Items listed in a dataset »
..............................

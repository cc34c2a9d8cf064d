//! Cart database operations
//!
//! Prices are never stored on cart lines: every read joins the dish and uses
//! its current price.

use rust_decimal::Decimal;
use shared::error::{AppError, ErrorCode};
use shared::models::{CartItem, CartItemUpdate, Weekday};
use shared::money;
use sqlx::PgPool;

use super::{availability, dishes};
use crate::error::ServiceResult;

const CART_SELECT: &str = r#"
    SELECT ci.id, ci.user_id, u.username, ci.dish_id, d.name AS dish_name,
           d.price AS unit_price, ci.quantity, ci.weekday, ci.added_at
    FROM cart_items ci
    JOIN users u ON u.id = ci.user_id
    JOIN dishes d ON d.id = ci.dish_id
"#;

fn not_found(item_id: i64) -> AppError {
    AppError::with_message(
        ErrorCode::CartItemNotFound,
        format!("Cart item {item_id} not found"),
    )
}

// ── Read ──

pub async fn list_for_user(pool: &PgPool, user_id: i64) -> ServiceResult<Vec<CartItem>> {
    let sql = format!("{CART_SELECT} WHERE ci.user_id = $1 ORDER BY ci.added_at, ci.id");
    let rows: Vec<CartItem> = sqlx::query_as(&sql).bind(user_id).fetch_all(pool).await?;
    Ok(rows)
}

/// Every user's cart lines (back office)
pub async fn list_all(pool: &PgPool) -> ServiceResult<Vec<CartItem>> {
    let sql = format!("{CART_SELECT} ORDER BY u.username, ci.weekday, d.name");
    let rows: Vec<CartItem> = sqlx::query_as(&sql).fetch_all(pool).await?;
    Ok(rows)
}

/// Cart line by id, restricted to `owner` when given
pub async fn get(pool: &PgPool, item_id: i64, owner: Option<i64>) -> ServiceResult<CartItem> {
    let sql =
        format!("{CART_SELECT} WHERE ci.id = $1 AND ($2::BIGINT IS NULL OR ci.user_id = $2)");
    let row: Option<CartItem> = sqlx::query_as(&sql)
        .bind(item_id)
        .bind(owner)
        .fetch_optional(pool)
        .await?;
    row.ok_or_else(|| not_found(item_id).into())
}

/// Sum of quantity x current dish price, 0 for an empty cart
pub async fn total(pool: &PgPool, user_id: i64) -> ServiceResult<Decimal> {
    let total: Decimal = sqlx::query_scalar(
        r#"
        SELECT COALESCE(SUM(ci.quantity * d.price), 0)
        FROM cart_items ci
        JOIN dishes d ON d.id = ci.dish_id
        WHERE ci.user_id = $1
        "#,
    )
    .bind(user_id)
    .fetch_one(pool)
    .await?;
    Ok(total)
}

// ── Write ──

/// Add a dish for a weekday; an existing line for the same dish and day is
/// incremented in the same statement
pub async fn add(
    pool: &PgPool,
    user_id: i64,
    dish_id: i64,
    quantity: i32,
    weekday: Weekday,
) -> ServiceResult<CartItem> {
    money::validate_quantity(quantity)?;
    dishes::require(pool, dish_id).await?;

    // No row comes back when the merged line would exceed the maximum
    let id: Option<i64> = sqlx::query_scalar(
        r#"
        INSERT INTO cart_items (user_id, dish_id, quantity, weekday)
        VALUES ($1, $2, $3, $4)
        ON CONFLICT ON CONSTRAINT uq_cart_line
        DO UPDATE SET quantity = cart_items.quantity + EXCLUDED.quantity
        WHERE cart_items.quantity + EXCLUDED.quantity <= $5
        RETURNING id
        "#,
    )
    .bind(user_id)
    .bind(dish_id)
    .bind(quantity)
    .bind(weekday)
    .bind(money::MAX_QUANTITY)
    .fetch_optional(pool)
    .await?;
    let id = id.ok_or_else(|| {
        AppError::with_message(
            ErrorCode::InvalidQuantity,
            format!("cart line would exceed the maximum quantity ({})", money::MAX_QUANTITY),
        )
    })?;

    tracing::debug!(user_id, dish_id, quantity, weekday = %weekday, "Added to cart");
    get(pool, id, Some(user_id)).await
}

/// Change quantity and/or weekday. The new weekday must be one the dish is offered on.
pub async fn update(
    pool: &PgPool,
    item_id: i64,
    owner: Option<i64>,
    data: &CartItemUpdate,
) -> ServiceResult<CartItem> {
    let item = get(pool, item_id, owner).await?;
    let quantity = data.quantity.unwrap_or(item.quantity);
    let weekday = data.weekday.unwrap_or(item.weekday);

    money::validate_quantity(quantity)?;
    if weekday != item.weekday {
        availability::ensure_available(pool, item.dish_id, weekday).await?;
    }

    sqlx::query("UPDATE cart_items SET quantity = $1, weekday = $2 WHERE id = $3")
        .bind(quantity)
        .bind(weekday)
        .bind(item_id)
        .execute(pool)
        .await?;

    get(pool, item_id, owner).await
}

/// Remove a line; with `owner` set, other users' lines are reported as missing
pub async fn remove(pool: &PgPool, item_id: i64, owner: Option<i64>) -> ServiceResult<()> {
    let result =
        sqlx::query("DELETE FROM cart_items WHERE id = $1 AND ($2::BIGINT IS NULL OR user_id = $2)")
            .bind(item_id)
            .bind(owner)
            .execute(pool)
            .await?;
    if result.rows_affected() == 0 {
        return Err(not_found(item_id).into());
    }
    Ok(())
}

/// Empty the cart, returning the number of removed lines
pub async fn clear(pool: &PgPool, user_id: i64) -> ServiceResult<u64> {
    let result = sqlx::query("DELETE FROM cart_items WHERE user_id = $1")
        .bind(user_id)
        .execute(pool)
        .await?;
    Ok(result.rows_affected())
}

..............................

WORK TO BE COMPLETED » Go through the records and show every line with the string "NULL" in it.

TASK SOLUTION »
        format!("{CART_SELECT} WHERE ci.id = $1 AND ($2::BIGINT IS NULL OR ci.user_id = $2)");
        sqlx::query("DELETE FROM cart_items WHERE id = $1 AND ($2::BIGINT IS NULL OR user_id = $2)")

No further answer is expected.